After that Salman began to notice how useful and well timed the angel's revelations tended to be, so that when the faithful were disputing Mahound's views on any subject, from the possibility of space travel to the permanence of Hell, the angel would turn up with an answer, and he always supported Mahound, stating beyond any shadow of a doubt that it was impossible that a man should ever walk upon the moon, and being equally positive on the transient nature of damnation: even the most evil of doers would eventually be cleansed by hellfire and find their way into the perfumed gardens, Gulistan and Bostan. It would have been different, Salman complained to Baal, if Mahound took up his positions after receiving the revelation from Gibreel; but no, he just laid down the law and the angel would confirm it afterwards; so I began to get a bad smell in my nose, and I thought, this must be the odour of those fabled and legendary unclean creatures, what's their name, prawns.

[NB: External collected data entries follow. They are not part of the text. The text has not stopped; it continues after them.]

//! The engine's error contract.
//!
//! Four kinds, fixed by the external protocol.  `kind()` returns the stable
//! wire identifier a transport maps to its own status codes; the `Display`
//! text is the human-readable `error` payload.

use thiserror::Error;

use lift_sim::SimError;
use lift_traffic::TrafficError;

#[derive(Debug, Error)]
pub enum EngineError {
    /// Malformed input: unknown elevator id, out-of-range floor,
    /// non-positive tick count, …  Never mutates state.
    #[error("invalid argument: {0}")]
    InvalidArgument(String),

    /// The addressed entity does not exist at query time.
    #[error("not found: {0}")]
    NotFound(String),

    /// `next_traffic_round` called past the last configured scenario.
    #[error("no more traffic scenarios")]
    NoMoreScenarios,

    /// Invariant violation or unexpected state; a correct deployment never
    /// sees this.
    #[error("internal error: {0}")]
    Internal(String),
}

impl EngineError {
    /// Stable wire identifier for this error kind.
    pub fn kind(&self) -> &'static str {
        match self {
            EngineError::InvalidArgument(_) => "invalid_argument",
            EngineError::NotFound(_)        => "not_found",
            EngineError::NoMoreScenarios    => "no_more_scenarios",
            EngineError::Internal(_)        => "internal",
        }
    }
}

impl From<SimError> for EngineError {
    fn from(err: SimError) -> Self {
        match err {
            // An unknown elevator id is a malformed command input, same as
            // an out-of-range floor.
            SimError::FloorOutOfRange { .. } | SimError::UnknownElevator(_) => {
                EngineError::InvalidArgument(err.to_string())
            }
            SimError::Config(_) | SimError::InvariantViolation { .. } => {
                EngineError::Internal(err.to_string())
            }
        }
    }
}

impl From<TrafficError> for EngineError {
    fn from(err: TrafficError) -> Self {
        EngineError::InvalidArgument(err.to_string())
    }
}

/// Shorthand result type for this crate.
pub type EngineResult<T> = Result<T, EngineError>;
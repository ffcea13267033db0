//! Building configuration.

/// Static description of the building a simulation runs in.
///
/// Constructed by the application (usually from the `building` section of a
/// traffic scenario file, see `lift-traffic`) and passed to the simulation
/// builder.
#[derive(Clone, Debug, PartialEq)]
#[cfg_attr(feature = "serde", derive(serde::Serialize, serde::Deserialize))]
pub struct BuildingConfig {
    /// Number of floors, numbered `0 ..= floors_count - 1`.
    pub floors_count: usize,

    /// Number of elevators, id'd `0 ..= elevators_count - 1`.
    pub elevators_count: usize,

    /// Passenger capacity of every cabin.
    pub max_capacity: usize,

    /// Per-elevator energy drawn per moved tick.  Resolved at load time:
    /// always `elevators_count` entries, missing ones default to 1.0.
    pub energy_rates: Vec<f64>,

    /// Human-readable scenario name this building came from.
    pub scenario: String,

    /// Max tick the scenario is expected to run; at `tick >= duration` every
    /// unfinished passenger is force-cancelled.  0 disables the cutoff.
    pub duration: u64,
}

impl BuildingConfig {
    /// Energy rate for elevator `idx`, defaulting to 1.0 past the table end.
    #[inline]
    pub fn energy_rate(&self, idx: usize) -> f64 {
        self.energy_rates.get(idx).copied().unwrap_or(1.0)
    }

    /// `true` if `floor` addresses an existing floor of this building.
    #[inline]
    pub fn is_valid_floor(&self, floor: i32) -> bool {
        floor >= 0 && (floor as usize) < self.floors_count
    }

    /// Highest addressable floor number.
    #[inline]
    pub fn top_floor(&self) -> i32 {
        self.floors_count as i32 - 1
    }
}
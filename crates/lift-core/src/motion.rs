//! Closed enums describing elevator motion.
//!
//! `RunStatus` is the *speed phase* of the cabin, not its vertical heading:
//! `StartUp` is the single acceleration tick after leaving a stop and
//! `StartDown` the single deceleration tick before arriving, regardless of
//! whether the cabin is travelling up or down the shaft.  The vertical
//! heading is always [`Direction`], derived from the position.

use std::fmt;

// ── Direction ─────────────────────────────────────────────────────────────────

/// Vertical heading of a cabin or a hall call.
#[derive(Copy, Clone, PartialEq, Eq, Hash, Debug, Default)]
#[cfg_attr(feature = "serde", derive(serde::Serialize, serde::Deserialize))]
#[cfg_attr(feature = "serde", serde(rename_all = "snake_case"))]
pub enum Direction {
    Up,
    Down,
    #[default]
    Stopped,
}

impl Direction {
    /// Wire string, identical to the serde encoding.
    pub fn as_str(self) -> &'static str {
        match self {
            Direction::Up      => "up",
            Direction::Down    => "down",
            Direction::Stopped => "stopped",
        }
    }

    /// `true` for `Up` and `Down`.
    #[inline]
    pub fn is_moving(self) -> bool {
        self != Direction::Stopped
    }
}

impl fmt::Display for Direction {
    fn fmt(&self, f: &mut fmt::Formatter<'_>) -> fmt::Result {
        f.write_str(self.as_str())
    }
}

// ── RunStatus ─────────────────────────────────────────────────────────────────

/// Speed phase of a cabin.
///
/// Speeds are in sub-floor units per tick (10 units = 1 floor):
///
/// | Status          | Speed |
/// |-----------------|-------|
/// | `Stopped`       | 0     |
/// | `StartUp`       | 1     |
/// | `ConstantSpeed` | 2     |
/// | `StartDown`     | 1     |
#[derive(Copy, Clone, PartialEq, Eq, Hash, Debug, Default)]
#[cfg_attr(feature = "serde", derive(serde::Serialize, serde::Deserialize))]
#[cfg_attr(feature = "serde", serde(rename_all = "snake_case"))]
pub enum RunStatus {
    #[default]
    Stopped,
    StartUp,
    ConstantSpeed,
    StartDown,
}

impl RunStatus {
    /// Sub-floor units travelled per tick in this phase.
    #[inline]
    pub fn speed(self) -> i32 {
        match self {
            RunStatus::Stopped       => 0,
            RunStatus::StartUp       => 1,
            RunStatus::ConstantSpeed => 2,
            RunStatus::StartDown     => 1,
        }
    }

    /// Wire string, identical to the serde encoding.
    pub fn as_str(self) -> &'static str {
        match self {
            RunStatus::Stopped       => "stopped",
            RunStatus::StartUp       => "start_up",
            RunStatus::ConstantSpeed => "constant_speed",
            RunStatus::StartDown     => "start_down",
        }
    }
}

impl fmt::Display for RunStatus {
    fn fmt(&self, f: &mut fmt::Formatter<'_>) -> fmt::Result {
        f.write_str(self.as_str())
    }
}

The fishy smell began to obsess Salman, who was the most highly educated of Mahound's intimates owing to the superior educational system then on offer in Persia. On account of his scholastic advancement Salman was made Mahound's official scribe, so that it fell to him to write down the endlessly proliferating rules. All those revelations of convenience, he told Baal, and the longer I did the job the worse it got. – For a time, however, his suspicions had to be shelved, because the armies of Jahilia marched on Yathrib, determined to swat the flies who were pestering their camel-trains and interfering with business. What followed is well known, no need for me to repeat, Salman said, but then his immodesty burst out of him and forced him to tell Baal how he personally had saved Yathrib from certain destruction, how he had preserved Mahound's neck with his idea of a ditch. Salman had persuaded the Prophet to have a huge trench dug all the way around the unwalled oasis settlement, making it too wide even for the fabled Arab horses of the famous Jahilian cavalry to leap across. A ditch: with sharpened stakes at the bottom. When the Jahilians saw this foul piece of unsportsmanlike hole-digging their sense of chivalry and honour obliged them to behave as if the ditch had not been dug, and to ride their horses at it, full-tilt. The flower of Jahilia's army, human as well as equine, ended up impaled on the pointed sticks of Salman's Persian deviousness, trust an immigrant not to play the game. – And after the defeat of Jahilia? Salman lamented to Baal: You'd have thought I'd have been a hero, I'm not a vain man but where were the public honours, where was the gratitude of Mahound, why didn't the archangel mention me in despatches? Nothing, not a syllable, it was as if the faithful thought of my ditch as a cheap trick, too, an outlandish thing, dishonouring, unfair; as if their manhood had been damaged by the thing, as though I'd hurt their pride by saving their skins. I kept my mouth shut and said nothing, but I lost a lot of friends after that, I can tell you, people hate you to do them a good turn.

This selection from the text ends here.